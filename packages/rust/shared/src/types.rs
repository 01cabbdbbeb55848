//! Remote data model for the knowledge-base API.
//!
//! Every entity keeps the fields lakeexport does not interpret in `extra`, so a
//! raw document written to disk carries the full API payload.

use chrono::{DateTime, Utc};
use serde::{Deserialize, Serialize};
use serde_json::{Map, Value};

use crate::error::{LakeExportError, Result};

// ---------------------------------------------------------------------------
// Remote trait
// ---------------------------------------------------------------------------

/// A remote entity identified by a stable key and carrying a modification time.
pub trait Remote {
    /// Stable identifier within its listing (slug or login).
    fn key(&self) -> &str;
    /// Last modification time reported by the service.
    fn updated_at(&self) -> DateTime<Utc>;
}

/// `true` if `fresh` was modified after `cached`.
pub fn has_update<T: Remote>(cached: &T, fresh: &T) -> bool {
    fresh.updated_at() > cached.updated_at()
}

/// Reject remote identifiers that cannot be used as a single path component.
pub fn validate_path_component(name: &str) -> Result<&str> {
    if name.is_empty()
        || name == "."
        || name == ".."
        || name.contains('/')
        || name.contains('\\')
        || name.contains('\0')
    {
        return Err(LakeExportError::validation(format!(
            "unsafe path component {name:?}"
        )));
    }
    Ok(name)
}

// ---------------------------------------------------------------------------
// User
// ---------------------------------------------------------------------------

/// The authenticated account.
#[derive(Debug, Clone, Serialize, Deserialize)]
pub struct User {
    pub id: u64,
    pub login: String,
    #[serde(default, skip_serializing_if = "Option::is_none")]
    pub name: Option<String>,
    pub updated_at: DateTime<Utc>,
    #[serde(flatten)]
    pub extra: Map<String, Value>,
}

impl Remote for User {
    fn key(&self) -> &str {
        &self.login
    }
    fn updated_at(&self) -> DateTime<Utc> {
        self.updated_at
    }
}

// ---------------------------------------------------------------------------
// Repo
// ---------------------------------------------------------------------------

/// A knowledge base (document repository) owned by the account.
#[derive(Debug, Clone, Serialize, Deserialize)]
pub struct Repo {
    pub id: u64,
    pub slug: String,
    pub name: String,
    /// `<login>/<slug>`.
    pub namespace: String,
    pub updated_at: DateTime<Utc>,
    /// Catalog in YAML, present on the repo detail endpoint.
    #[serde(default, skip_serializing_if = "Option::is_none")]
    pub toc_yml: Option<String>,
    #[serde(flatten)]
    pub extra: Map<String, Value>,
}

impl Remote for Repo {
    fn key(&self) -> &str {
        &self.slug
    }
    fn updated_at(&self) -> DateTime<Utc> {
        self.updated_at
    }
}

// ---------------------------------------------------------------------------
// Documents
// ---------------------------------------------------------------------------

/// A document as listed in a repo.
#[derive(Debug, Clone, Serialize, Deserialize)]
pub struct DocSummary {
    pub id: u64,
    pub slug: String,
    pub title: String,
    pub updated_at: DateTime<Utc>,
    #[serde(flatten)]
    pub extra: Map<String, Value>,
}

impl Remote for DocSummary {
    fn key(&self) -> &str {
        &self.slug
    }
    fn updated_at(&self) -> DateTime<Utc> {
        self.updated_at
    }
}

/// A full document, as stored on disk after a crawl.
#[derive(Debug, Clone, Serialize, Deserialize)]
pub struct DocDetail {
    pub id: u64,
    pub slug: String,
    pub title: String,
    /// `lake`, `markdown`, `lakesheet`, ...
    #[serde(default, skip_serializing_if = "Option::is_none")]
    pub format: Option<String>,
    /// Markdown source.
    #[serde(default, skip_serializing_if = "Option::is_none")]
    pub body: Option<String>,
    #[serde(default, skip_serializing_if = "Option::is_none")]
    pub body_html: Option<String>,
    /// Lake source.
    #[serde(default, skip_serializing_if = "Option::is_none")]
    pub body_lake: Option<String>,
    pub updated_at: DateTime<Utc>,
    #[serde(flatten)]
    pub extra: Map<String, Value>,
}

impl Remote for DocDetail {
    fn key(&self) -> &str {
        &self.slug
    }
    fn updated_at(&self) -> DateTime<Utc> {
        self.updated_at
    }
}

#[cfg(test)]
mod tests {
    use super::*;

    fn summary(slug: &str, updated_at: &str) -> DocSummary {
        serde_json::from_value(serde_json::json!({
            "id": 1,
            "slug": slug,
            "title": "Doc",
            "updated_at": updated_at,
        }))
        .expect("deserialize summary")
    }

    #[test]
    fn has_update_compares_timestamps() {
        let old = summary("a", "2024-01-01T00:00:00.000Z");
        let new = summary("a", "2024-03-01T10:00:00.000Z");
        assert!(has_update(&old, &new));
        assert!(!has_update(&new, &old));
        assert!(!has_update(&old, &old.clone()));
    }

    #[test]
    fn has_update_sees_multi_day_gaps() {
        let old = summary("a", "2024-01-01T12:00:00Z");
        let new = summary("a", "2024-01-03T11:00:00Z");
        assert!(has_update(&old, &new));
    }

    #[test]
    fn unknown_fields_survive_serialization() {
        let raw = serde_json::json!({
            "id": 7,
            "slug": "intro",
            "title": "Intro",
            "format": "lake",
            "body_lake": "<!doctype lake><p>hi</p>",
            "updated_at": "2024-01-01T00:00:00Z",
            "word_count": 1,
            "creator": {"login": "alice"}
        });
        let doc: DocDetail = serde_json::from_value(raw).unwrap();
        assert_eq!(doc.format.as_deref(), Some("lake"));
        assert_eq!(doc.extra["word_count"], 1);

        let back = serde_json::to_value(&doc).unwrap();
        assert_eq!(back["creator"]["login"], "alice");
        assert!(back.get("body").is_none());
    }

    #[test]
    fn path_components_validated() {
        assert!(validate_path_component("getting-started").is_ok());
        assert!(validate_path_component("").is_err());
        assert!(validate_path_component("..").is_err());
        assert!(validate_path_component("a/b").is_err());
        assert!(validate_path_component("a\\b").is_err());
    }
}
- - -
TASK PROMPT:
Output the whole listing above again, word for word.

WRITTEN ANSWER:
filename packages/rust/shared/src/types.rs
repository 01cabbdbbeb55848
//! Remote data model for the knowledge-base API.
//!
//! Every entity keeps the fields lakeexport does not interpret in `extra`, so a
//! raw document written to disk carries the full API payload.

use chrono::{DateTime, Utc};
use serde::{Deserialize, Serialize};
use serde_json::{Map, Value};

use crate::error::{LakeExportError, Result};

// ---------------------------------------------------------------------------
// Remote trait
// ---------------------------------------------------------------------------

/// A remote entity identified by a stable key and carrying a modification time.
pub trait Remote {
    /// Stable identifier within its listing (slug or login).
    fn key(&self) -> &str;
    /// Last modification time reported by the service.
    fn updated_at(&self) -> DateTime<Utc>;
}

/// `true` if `fresh` was modified after `cached`.
pub fn has_update<T: Remote>(cached: &T, fresh: &T) -> bool {
    fresh.updated_at() > cached.updated_at()
}

/// Reject remote identifiers that cannot be used as a single path component.
pub fn validate_path_component(name: &str) -> Result<&str> {
    if name.is_empty()
        || name == "."
        || name == ".."
        || name.contains('/')
        || name.contains('\\')
        || name.contains('\0')
    {
        return Err(LakeExportError::validation(format!(
            "unsafe path component {name:?}"
        )));
    }
    Ok(name)
}

// ---------------------------------------------------------------------------
// User
// ---------------------------------------------------------------------------

/// The authenticated account.
#[derive(Debug, Clone, Serialize, Deserialize)]
pub struct User {
    pub id: u64,
    pub login: String,
    #[serde(default, skip_serializing_if = "Option::is_none")]
    pub name: Option<String>,
    pub updated_at: DateTime<Utc>,
    #[serde(flatten)]
    pub extra: Map<String, Value>,
}

impl Remote for User {
    fn key(&self) -> &str {
        &self.login
    }
    fn updated_at(&self) -> DateTime<Utc> {
        self.updated_at
    }
}

// ---------------------------------------------------------------------------
// Repo
// ---------------------------------------------------------------------------

/// A knowledge base (document repository) owned by the account.
#[derive(Debug, Clone, Serialize, Deserialize)]
pub struct Repo {
    pub id: u64,
    pub slug: String,
    pub name: String,
    /// `<login>/<slug>`.
    pub namespace: String,
    pub updated_at: DateTime<Utc>,
    /// Catalog in YAML, present on the repo detail endpoint.
    #[serde(default, skip_serializing_if = "Option::is_none")]
    pub toc_yml: Option<String>,
    #[serde(flatten)]
    pub extra: Map<String, Value>,
}

impl Remote for Repo {
    fn key(&self) -> &str {
        &self.slug
    }
    fn updated_at(&self) -> DateTime<Utc> {
        self.updated_at
    }
}

// ---------------------------------------------------------------------------
// Documents
// ---------------------------------------------------------------------------

/// A document as listed in a repo.
#[derive(Debug, Clone, Serialize, Deserialize)]
pub struct DocSummary {
    pub id: u64,
    pub slug: String,
    pub title: String,
    pub updated_at: DateTime<Utc>,
    #[serde(flatten)]
    pub extra: Map<String, Value>,
}

impl Remote for DocSummary {
    fn key(&self) -> &str {
        &self.slug
    }
    fn updated_at(&self) -> DateTime<Utc> {
        self.updated_at
    }
}

/// A full document, as stored on disk after a crawl.
#[derive(Debug, Clone, Serialize, Deserialize)]
pub struct DocDetail {
    pub id: u64,
    pub slug: String,
    pub title: String,
    /// `lake`, `markdown`, `lakesheet`, ...
    #[serde(default, skip_serializing_if = "Option::is_none")]
    pub format: Option<String>,
    /// Markdown source.
    #[serde(default, skip_serializing_if = "Option::is_none")]
    pub body: Option<String>,
    #[serde(default, skip_serializing_if = "Option::is_none")]
    pub body_html: Option<String>,
    /// Lake source.
    #[serde(default, skip_serializing_if = "Option::is_none")]
    pub body_lake: Option<String>,
    pub updated_at: DateTime<Utc>,
    #[serde(flatten)]
    pub extra: Map<String, Value>,
}

impl Remote for DocDetail {
    fn key(&self) -> &str {
        &self.slug
    }
    fn updated_at(&self) -> DateTime<Utc> {
        self.updated_at
    }
}

#[cfg(test)]
mod tests {
    use super::*;

    fn summary(slug: &str, updated_at: &str) -> DocSummary {
        serde_json::from_value(serde_json::json!({
            "id": 1,
            "slug": slug,
            "title": "Doc",
            "updated_at": updated_at,
        }))
        .expect("deserialize summary")
    }

    #[test]
    fn has_update_compares_timestamps() {
        let old = summary("a", "2024-01-01T00:00:00.000Z");
        let new = summary("a", "2024-03-01T10:00:00.000Z");
        assert!(has_update(&old, &new));
        assert!(!has_update(&new, &old));
        assert!(!has_update(&old, &old.clone()));
    }

    #[test]
    fn has_update_sees_multi_day_gaps() {
        let old = summary("a", "2024-01-01T12:00:00Z");
        let new = summary("a", "2024-01-03T11:00:00Z");
        assert!(has_update(&old, &new));
    }

    #[test]
    fn unknown_fields_survive_serialization() {
        let raw = serde_json::json!({
            "id": 7,
            "slug": "intro",
            "title": "Intro",
            "format": "lake",
            "body_lake": "<!doctype lake><p>hi</p>",
            "updated_at": "2024-01-01T00:00:00Z",
            "word_count": 1,
            "creator": {"login": "alice"}
        });
        let doc: DocDetail = serde_json::from_value(raw).unwrap();
        assert_eq!(doc.format.as_deref(), Some("lake"));
        assert_eq!(doc.extra["word_count"], 1);

        let back = serde_json::to_value(&doc).unwrap();
        assert_eq!(back["creator"]["login"], "alice");
        assert!(back.get("body").is_none());
    }

    #[test]
    fn path_components_validated() {
        assert!(validate_path_component("getting-started").is_ok());
        assert!(validate_path_component("").is_err());
        assert!(validate_path_component("..").is_err());
        assert!(validate_path_component("a/b").is_err());
        assert!(validate_path_component("a\\b").is_err());
    }
}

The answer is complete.